◆ **WORK TO COMPLETE**:
In this material, which lines include the string "Additions"? Show them.
[[ MATERIAL SUPPLIED open ]]
//! Accepted guess vocabulary
//!
//! The vocabulary is the union of an immutable base word list and an
//! append-only log of words added at runtime (for example a daily target that
//! the base list does not know). It is loaded lazily on first use.
//!
//! A `Vocabulary` is meant to be shared: wrap it in an `Arc` and hand the same
//! instance to every game session. Additions made by one session are visible
//! to all others. Mutation is guarded by an internal mutex, so sessions on
//! different threads can share one instance.

pub mod loader;

use crate::core::{Word, WordError};
use rustc_hash::FxHashSet;
use std::path::{Path, PathBuf};
use std::sync::{Mutex, MutexGuard, PoisonError};
use thiserror::Error;

/// Errors raised while loading or extending the vocabulary
#[derive(Debug, Error)]
pub enum WordListError {
    #[error("Word list file not found: {}", .0.display())]
    BaseFileNotFound(PathBuf),

    #[error("No valid words found in {}", .0.display())]
    Empty(PathBuf),

    #[error("Error loading word list from '{}': {source}", .path.display())]
    Io {
        path: PathBuf,
        #[source]
        source: std::io::Error,
    },

    #[error("Invalid word format: '{word}' ({source})")]
    InvalidFormat {
        word: String,
        #[source]
        source: WordError,
    },
}

#[derive(Debug)]
enum Backing {
    Files { base: PathBuf, log: PathBuf },
    Memory,
}

/// Shared set of accepted 5-letter words
#[derive(Debug)]
pub struct Vocabulary {
    backing: Backing,
    words: Mutex<Option<FxHashSet<String>>>,
}

impl Vocabulary {
    /// Create a file-backed vocabulary; nothing is read until first use
    #[must_use]
    pub fn new(base_path: impl Into<PathBuf>, log_path: impl Into<PathBuf>) -> Self {
        Self {
            backing: Backing::Files {
                base: base_path.into(),
                log: log_path.into(),
            },
            words: Mutex::new(None),
        }
    }

    /// Create an in-memory vocabulary with no backing files
    ///
    /// Entries that are not 5 letters are skipped. Additions are kept in
    /// memory only.
    ///
    /// # Examples
    /// ```
    /// use wordle_bench::vocabulary::Vocabulary;
    ///
    /// let vocabulary = Vocabulary::from_words(["crane", "slate", "nope"]);
    /// assert_eq!(vocabulary.len().unwrap(), 2);
    /// assert!(vocabulary.is_valid("Crane").unwrap());
    /// ```
    pub fn from_words<I, S>(words: I) -> Self
    where
        I: IntoIterator<Item = S>,
        S: AsRef<str>,
    {
        let words = words
            .into_iter()
            .filter_map(|w| Word::new(w).ok())
            .map(Word::into_string)
            .collect();
        Self {
            backing: Backing::Memory,
            words: Mutex::new(Some(words)),
        }
    }

    /// Path of the addition log, if file-backed
    #[must_use]
    pub fn log_path(&self) -> Option<&Path> {
        match &self.backing {
            Backing::Files { log, .. } => Some(log),
            Backing::Memory => None,
        }
    }

    /// Force the lazy load and return the number of words
    ///
    /// # Errors
    ///
    /// Returns `WordListError` if the base list is missing, unreadable or empty.
    pub fn load(&self) -> Result<usize, WordListError> {
        self.len()
    }

    /// Case-insensitive membership test
    ///
    /// # Errors
    ///
    /// Only fails if the lazy load fails.
    pub fn is_valid(&self, word: &str) -> Result<bool, WordListError> {
        let word = word.trim().to_ascii_uppercase();
        Ok(self.loaded()?.as_ref().is_some_and(|w| w.contains(&word)))
    }

    /// Add a word, logging it to the addition log
    ///
    /// Returns `true` if the word was new. Adding a known word is a no-op and
    /// does not touch the log. A failed log write is reported at error level
    /// but the word remains usable in memory.
    ///
    /// # Errors
    ///
    /// Returns `WordListError::InvalidFormat` if `word` is not 5 letters, or
    /// any lazy-load error.
    pub fn add(&self, word: &str) -> Result<bool, WordListError> {
        let word = Word::new(word).map_err(|source| WordListError::InvalidFormat {
            word: word.to_string(),
            source,
        })?;

        let mut guard = self.loaded()?;
        let Some(words) = guard.as_mut() else {
            return Ok(false);
        };
        if !words.insert(word.text().to_string()) {
            return Ok(false);
        }

        if let Some(log_path) = self.log_path()
            && let Err(e) = loader::append_to_log(log_path, word.text())
        {
            log::error!(
                "Could not log added word to {}: {e}",
                log_path.display()
            );
        }
        log::info!("Added new word '{word}' to valid words list");
        Ok(true)
    }

    /// Number of accepted words
    ///
    /// # Errors
    ///
    /// Only fails if the lazy load fails.
    pub fn len(&self) -> Result<usize, WordListError> {
        Ok(self.loaded()?.as_ref().map_or(0, FxHashSet::len))
    }

    /// Whether the vocabulary holds no words (never true once loaded from files)
    ///
    /// # Errors
    ///
    /// Only fails if the lazy load fails.
    pub fn is_empty(&self) -> Result<bool, WordListError> {
        Ok(self.len()? == 0)
    }

    /// Sorted snapshot of every accepted word
    ///
    /// # Errors
    ///
    /// Only fails if the lazy load fails.
    pub fn words(&self) -> Result<Vec<String>, WordListError> {
        let guard = self.loaded()?;
        let mut words: Vec<String> = guard
            .as_ref()
            .map(|w| w.iter().cloned().collect())
            .unwrap_or_default();
        words.sort_unstable();
        Ok(words)
    }

    /// Lock the word set, loading it first if needed
    fn loaded(&self) -> Result<MutexGuard<'_, Option<FxHashSet<String>>>, WordListError> {
        let mut guard = self.words.lock().unwrap_or_else(PoisonError::into_inner);
        if guard.is_none()
            && let Backing::Files { base, log } = &self.backing
        {
            log::info!("Loading valid words from {}", base.display());
            let mut words = loader::load_base_list(base)?;
            let added = loader::load_addition_log(log);
            log::debug!(
                "Loaded {} base words and {} added words",
                words.len(),
                added.len()
            );
            words.extend(added);
            *guard = Some(words);
        }
        Ok(guard)
    }
}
[[ MATERIAL SUPPLIED closed ]]
◆ **OUTPUT FOR THIS TASK**:
//! instance to every game session. Additions made by one session are visible
    /// Entries that are not 5 letters are skipped. Additions are kept in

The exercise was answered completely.